(DATA FOR ANALYSIS begins)
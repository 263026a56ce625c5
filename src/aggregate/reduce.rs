use itertools::Itertools;
use ndarray::{Array1, Array2};
use rayon::prelude::*;

/// Symmetric `n x n` matrix of `distance` over all pairs, zero diagonal.
///
/// Each unordered pair is evaluated once; the pair evaluations run on the
/// current rayon pool.
pub fn pairwise_matrix<T, F>(items: &[T], distance: F) -> Array2<f64>
where
    T: Sync,
    F: Fn(&T, &T) -> f64 + Sync,
{
    let n = items.len();
    let pairs: Vec<(usize, usize)> = (0..n).tuple_combinations().collect();
    let values: Vec<f64> = pairs
        .par_iter()
        .map(|&(i, j)| distance(&items[i], &items[j]))
        .collect();

    let mut matrix = Array2::<f64>::zeros((n, n));
    for (&(i, j), v) in pairs.iter().zip(values) {
        matrix[(i, j)] = v;
        matrix[(j, i)] = v;
    }
    matrix
}

/// Scales `values` to sum 1. Returns the sum before scaling; a zero or
/// non-finite sum leaves the values untouched.
pub fn normalize_in_place(values: &mut Array1<f64>) -> f64 {
    let sum = values.sum();
    if sum != 0.0 && sum.is_finite() {
        values.mapv_inplace(|x| x / sum);
    }
    sum
}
(DATA FOR ANALYSIS ends)
PROBLEM TO SOLVE = Each line from the one with "let n = items.len();" through the last line of the records above must be retyped exactly, and no other line may be given.

TASK RESPONSE =
    let n = items.len();
    let pairs: Vec<(usize, usize)> = (0..n).tuple_combinations().collect();
    let values: Vec<f64> = pairs
        .par_iter()
        .map(|&(i, j)| distance(&items[i], &items[j]))
        .collect();

    let mut matrix = Array2::<f64>::zeros((n, n));
    for (&(i, j), v) in pairs.iter().zip(values) {
        matrix[(i, j)] = v;
        matrix[(j, i)] = v;
    }
    matrix
}

/// Scales `values` to sum 1. Returns the sum before scaling; a zero or
/// non-finite sum leaves the values untouched.
pub fn normalize_in_place(values: &mut Array1<f64>) -> f64 {
    let sum = values.sum();
    if sum != 0.0 && sum.is_finite() {
        values.mapv_inplace(|x| x / sum);
    }
    sum
}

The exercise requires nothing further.